The data
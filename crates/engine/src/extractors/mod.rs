//! Feature extractors
//!
//! Each extractor is a pure function from `(candidate, data sources)` to
//! one integer feature. The registry drives the orchestrator's fan-out
//! and defines the aggregate key set; the scorer's weight table is keyed
//! by the same names.

pub mod similarity;

use crate::sources::DataSources;
use fedirank_common::models::{Candidate, Status};
use futures::future::{BoxFuture, FutureExt};
use std::sync::Arc;

/// One feature computation, spawnable as an independent task
pub type ExtractorFn = fn(Candidate, Arc<DataSources>) -> BoxFuture<'static, i64>;

/// All seventeen features, in the order the weight table lists them
pub const REGISTRY: &[(&str, ExtractorFn)] = &[
    ("author_follower_count", author_follower_count),
    ("author_like_count", author_like_count),
    ("author_reblog_count", author_reblog_count),
    ("author_reply_count", author_reply_count),
    ("account_liked_status_count", account_liked_status_count),
    ("account_rebloged_status_count", account_rebloged_status_count),
    (
        "account_liked_author_status_count",
        account_liked_author_status_count,
    ),
    (
        "account_rebloged_author_status_count",
        account_rebloged_author_status_count,
    ),
    (
        "account_liked_tag_status_count",
        account_liked_tag_status_count,
    ),
    (
        "account_rebloged_tag_status_count",
        account_rebloged_tag_status_count,
    ),
    ("candidate_status_like_count", candidate_status_like_count),
    ("candidate_status_reblog_count", candidate_status_reblog_count),
    ("candidate_status_reply_count", candidate_status_reply_count),
    (
        "average_like_embedding_similarity",
        average_like_embedding_similarity,
    ),
    (
        "average_reblog_embedding_similarity",
        average_reblog_embedding_similarity,
    ),
    (
        "account_liked_status_with_similar_embedding",
        account_liked_status_with_similar_embedding,
    ),
    (
        "account_rebloged_status_with_similar_embedding",
        account_rebloged_status_with_similar_embedding,
    ),
];

fn author_follower_count(candidate: Candidate, sources: Arc<DataSources>) -> BoxFuture<'static, i64> {
    async move { sources.author_account.get(&candidate).await.followers_count }.boxed()
}

fn author_like_count(candidate: Candidate, sources: Arc<DataSources>) -> BoxFuture<'static, i64> {
    async move {
        sources
            .author_statuses
            .get(&candidate)
            .await
            .iter()
            .map(|status| status.favourites_count)
            .sum()
    }
    .boxed()
}

fn author_reblog_count(candidate: Candidate, sources: Arc<DataSources>) -> BoxFuture<'static, i64> {
    async move {
        sources
            .author_statuses
            .get(&candidate)
            .await
            .iter()
            .map(|status| status.reblogs_count)
            .sum()
    }
    .boxed()
}

fn author_reply_count(candidate: Candidate, sources: Arc<DataSources>) -> BoxFuture<'static, i64> {
    async move {
        sources
            .author_statuses
            .get(&candidate)
            .await
            .iter()
            .map(|status| status.replies_count)
            .sum()
    }
    .boxed()
}

fn account_liked_status_count(
    candidate: Candidate,
    sources: Arc<DataSources>,
) -> BoxFuture<'static, i64> {
    async move { sources.liked_statuses.get(&candidate).await.len() as i64 }.boxed()
}

fn account_rebloged_status_count(
    candidate: Candidate,
    sources: Arc<DataSources>,
) -> BoxFuture<'static, i64> {
    async move { sources.rebloged_statuses.get(&candidate).await.len() as i64 }.boxed()
}

fn account_liked_author_status_count(
    candidate: Candidate,
    sources: Arc<DataSources>,
) -> BoxFuture<'static, i64> {
    async move {
        let liked = sources.liked_statuses.get(&candidate).await;
        by_author_count(&liked, &candidate)
    }
    .boxed()
}

fn account_rebloged_author_status_count(
    candidate: Candidate,
    sources: Arc<DataSources>,
) -> BoxFuture<'static, i64> {
    async move {
        let rebloged = sources.rebloged_statuses.get(&candidate).await;
        by_author_count(&rebloged, &candidate)
    }
    .boxed()
}

fn account_liked_tag_status_count(
    candidate: Candidate,
    sources: Arc<DataSources>,
) -> BoxFuture<'static, i64> {
    async move {
        let (liked, status) = futures::join!(
            sources.liked_statuses.get(&candidate),
            sources.candidate_status.get(&candidate)
        );
        tag_overlap_count(&liked, &status)
    }
    .boxed()
}

fn account_rebloged_tag_status_count(
    candidate: Candidate,
    sources: Arc<DataSources>,
) -> BoxFuture<'static, i64> {
    async move {
        let (rebloged, status) = futures::join!(
            sources.rebloged_statuses.get(&candidate),
            sources.candidate_status.get(&candidate)
        );
        tag_overlap_count(&rebloged, &status)
    }
    .boxed()
}

fn candidate_status_like_count(
    candidate: Candidate,
    sources: Arc<DataSources>,
) -> BoxFuture<'static, i64> {
    async move { sources.candidate_status.get(&candidate).await.favourites_count }.boxed()
}

fn candidate_status_reblog_count(
    candidate: Candidate,
    sources: Arc<DataSources>,
) -> BoxFuture<'static, i64> {
    async move { sources.candidate_status.get(&candidate).await.reblogs_count }.boxed()
}

fn candidate_status_reply_count(
    candidate: Candidate,
    sources: Arc<DataSources>,
) -> BoxFuture<'static, i64> {
    async move { sources.candidate_status.get(&candidate).await.replies_count }.boxed()
}

fn average_like_embedding_similarity(
    candidate: Candidate,
    sources: Arc<DataSources>,
) -> BoxFuture<'static, i64> {
    async move {
        let (liked, status) = futures::join!(
            sources.liked_statuses.get(&candidate),
            sources.candidate_status.get(&candidate)
        );
        similarity::similarity_feature(&liked, &status)
    }
    .boxed()
}

fn average_reblog_embedding_similarity(
    candidate: Candidate,
    sources: Arc<DataSources>,
) -> BoxFuture<'static, i64> {
    async move {
        let (rebloged, status) = futures::join!(
            sources.rebloged_statuses.get(&candidate),
            sources.candidate_status.get(&candidate)
        );
        similarity::similarity_feature(&rebloged, &status)
    }
    .boxed()
}

fn account_liked_status_with_similar_embedding(
    candidate: Candidate,
    sources: Arc<DataSources>,
) -> BoxFuture<'static, i64> {
    async move {
        let (liked, status) = futures::join!(
            sources.liked_statuses.get(&candidate),
            sources.candidate_status.get(&candidate)
        );
        similarity::similar_status_count(&liked, &status)
    }
    .boxed()
}

fn account_rebloged_status_with_similar_embedding(
    candidate: Candidate,
    sources: Arc<DataSources>,
) -> BoxFuture<'static, i64> {
    async move {
        let (rebloged, status) = futures::join!(
            sources.rebloged_statuses.get(&candidate),
            sources.candidate_status.get(&candidate)
        );
        similarity::similar_status_count(&rebloged, &status)
    }
    .boxed()
}

/// Count of interacted statuses written by the candidate's author
fn by_author_count(interacted: &[Status], candidate: &Candidate) -> i64 {
    let author_key = candidate.author_key();
    interacted
        .iter()
        .filter(|status| status.author_key() == author_key)
        .count() as i64
}

/// Multiset cross-product of matching tag name pairs. Duplicate names on
/// either side multiply; this is the contract the weights were fit
/// against, not a set intersection.
fn tag_overlap_count(interacted: &[Status], candidate_status: &Status) -> i64 {
    let mut count = 0;
    for status in interacted {
        for tag in &status.tags {
            for candidate_tag in &candidate_status.tags {
                if tag.name == candidate_tag.name {
                    count += 1;
                }
            }
        }
    }
    count
}

#[cfg(test)]
mod tests {
    use super::*;
    use fedirank_common::models::{Account, Tag};
    use std::collections::HashSet;

    #[test]
    fn test_registry_names_are_unique_and_complete() {
        let names: HashSet<&str> = REGISTRY.iter().map(|(name, _)| *name).collect();
        assert_eq!(names.len(), 17);
        assert_eq!(REGISTRY.len(), 17);
    }

    fn candidate() -> Candidate {
        Candidate {
            status_id: "1".into(),
            status_external_id: "9".into(),
            status_domain: "s.net".into(),
            account_id: "100".into(),
            account_url: "https://local/users/viewer".into(),
            author_username: "alice".into(),
            author_domain: "a.net".into(),
        }
    }

    fn status_by(username: &str, domain: Option<&str>, tags: &[&str]) -> Status {
        Status {
            account: Account {
                username: username.into(),
                domain: domain.map(Into::into),
                ..Default::default()
            },
            tags: tags.iter().map(|t| Tag::new(*t)).collect(),
            ..Default::default()
        }
    }

    #[test]
    fn test_by_author_count_matches_author_key() {
        let interacted = vec![
            status_by("alice", Some("a.net"), &[]),
            status_by("alice", Some("b.net"), &[]),
            status_by("bob", Some("a.net"), &[]),
            status_by("alice", Some("a.net"), &[]),
        ];
        assert_eq!(by_author_count(&interacted, &candidate()), 2);
    }

    #[test]
    fn test_tag_overlap_is_multiset_cross_product() {
        // Candidate tagged {rust, rust}; one liked status tagged {rust, go}:
        // the pair count is 2, not 1
        let candidate_status = status_by("alice", Some("a.net"), &["rust", "rust"]);
        let liked = vec![status_by("bob", None, &["rust", "go"])];
        assert_eq!(tag_overlap_count(&liked, &candidate_status), 2);
    }

    #[test]
    fn test_tag_overlap_duplicates_multiply_both_sides() {
        let candidate_status = status_by("alice", Some("a.net"), &["rust", "rust"]);
        let liked = vec![
            status_by("bob", None, &["rust"]),
            status_by("carol", None, &["rust", "rust"]),
        ];
        // 2*1 + 2*2
        assert_eq!(tag_overlap_count(&liked, &candidate_status), 6);
    }

    #[test]
    fn test_tag_overlap_no_shared_tags() {
        let candidate_status = status_by("alice", Some("a.net"), &["art"]);
        let liked = vec![status_by("bob", None, &["rust", "go"])];
        assert_eq!(tag_overlap_count(&liked, &candidate_status), 0);
    }
}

Task prompt
Report how many lines in the listing above hold the string "ExtractorFn", giving the number and no other words.

Expected answer
2